[
https://issues.apache.org/jira/browse/FLINK-17923?page=com.atlassian.jira.plugin.system.issuetabpanels:comment-tabpanel&focusedCommentId=17116500#comment-17116500
]
Xintong Song commented on FLINK-17923:
--------------------------------------
The problem is that RocksDB assumes it is the only managed memory consumer in
streaming scenarios, and tries to take all the managed memory in the slot,
while actually Python UDF might also reserve managed memory in streaming
scenarios.
h3. More backgrounds
With FLIP-53, when generating the stream graph, we make a plan on how managed
memory should be shared by operators within a slot.
* For batch jobs, we calculate a fraction for each operator, representing what
fraction of the slot's managed memory the operator should use. Operators will
read this fraction in runtime, and reserve the corresponding memory from the
memory manager.
* For streaming jobs, we assumed the only managed memory consumer is
RocksDBStateBackend. Therefore, calculation of the fraction (when generating
stream graph) is omitted. RocksDBStateBackend will always reserve all (fraction
= 1) the managed memory from the memory manager.
h3. Potential solutions
There was an offline discussion between [~dian.fu], [~zhuzh], [~yunta] and me.

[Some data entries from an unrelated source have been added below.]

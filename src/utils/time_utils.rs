use chrono::{DateTime, Local};

pub struct TimeUtils;

impl TimeUtils {
    pub const MS_IN_S: i64 = 1000;
    pub const MS_IN_MIN: i64 = Self::MS_IN_S * 60;
    pub const MS_IN_H: i64 = Self::MS_IN_MIN * 60;
    pub const MS_IN_12_H: i64 = Self::MS_IN_H * 12;
    pub const MS_IN_D: i64 = Self::MS_IN_H * 24;
    pub const STANDARD_TIME_FORMAT: &str = "%Y-%m-%d";
}

pub fn epoch_ms_to_utc(epoch_ms: i64) -> String {
    // Used for display purposes
    epoch_sec_to_utc(epoch_ms / 1000)
}

pub fn epoch_sec_to_utc(epoch_sec: i64) -> String {
    // Used for display purposes
    match DateTime::from_timestamp(epoch_sec, 0) {
        Some(dt) => format!("{}", dt.format(TimeUtils::STANDARD_TIME_FORMAT)),
        // Handle invalid timestamp values
        None => String::new(),
    }
}

pub fn local_now_as_timestamp_ms() -> i64 {
    let now_local = Local::now();
    now_local.timestamp_millis()
}

pub fn how_many_seconds_ago(past_timestamp_ms: i64) -> i64 {
    // How many seconds ago was the event described by `past_timestamp_ms` ?
    let now_timestamp_ms = local_now_as_timestamp_ms();
    (now_timestamp_ms - past_timestamp_ms) / 1000
}

/// Align a timestamp down to the start of its UTC day.
pub fn align_down_to_day(timestamp_ms: i64) -> i64 {
    timestamp_ms - timestamp_ms % TimeUtils::MS_IN_D
}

And here are some ideas we came up with.
# We can say that ATM we do not support Python UDF and RocksDBStateBackend work
together. We can add a check at compiling time and throw an exception / warning
if they are used together. Given that release 1.11 is already frozen, this
could avoid rushing significant changes in the last minute. The drawback is
obviously we loose a large portion of steaming Python UDF use cases for release
1.11.
# We can make Python UDF not reserve managed memory. Basically, Python UDF uses
memory in the same way how other user codes use off-heap memory. Users need to
explicitly configure larger task off-heap memory. The drawbacks for this
solutions are 1) it requires more user involvement, 2) it breaks the current
1.10 behavior in batch scenarios where such user involvement was not needed,
and 3) we might need to revert the changes in future.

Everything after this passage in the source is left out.